[Records from a data collection]

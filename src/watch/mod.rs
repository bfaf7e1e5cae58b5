// src/watch/mod.rs

//! File watching and event classification.
//!
//! This module is responsible for:
//! - Wiring up a cross-platform filesystem watcher (`notify`) and turning its
//!   events into [`RawEvent`]s.
//! - Deciding which of those events name a file worth dispatching
//!   ([`EventFilter`]).
//! - Translating local paths for the action ([`PathTranslator`]).
//!
//! It does **not** know about debouncing or dispatch; see `engine`.

pub mod event;
pub mod filter;
pub mod path_utils;
pub mod watcher;

pub use event::{raw_events_from_notify, RawEvent, RawEventKind};
pub use filter::EventFilter;
pub use path_utils::{translate_posix, translate_windows, PathTranslator};
pub use watcher::{spawn_watcher, WatcherHandle};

### EXERCISE DIRECTIONS:
Please copy the line holding "and turning its" and all lines after it to the end of the records, exactly, and nothing else.

### EXERCISE RESULT:
//! - Wiring up a cross-platform filesystem watcher (`notify`) and turning its
//!   events into [`RawEvent`]s.
//! - Deciding which of those events name a file worth dispatching
//!   ([`EventFilter`]).
//! - Translating local paths for the action ([`PathTranslator`]).
//!
//! It does **not** know about debouncing or dispatch; see `engine`.

pub mod event;
pub mod filter;
pub mod path_utils;
pub mod watcher;

pub use event::{raw_events_from_notify, RawEvent, RawEventKind};
pub use filter::EventFilter;
pub use path_utils::{translate_posix, translate_windows, PathTranslator};
pub use watcher::{spawn_watcher, WatcherHandle};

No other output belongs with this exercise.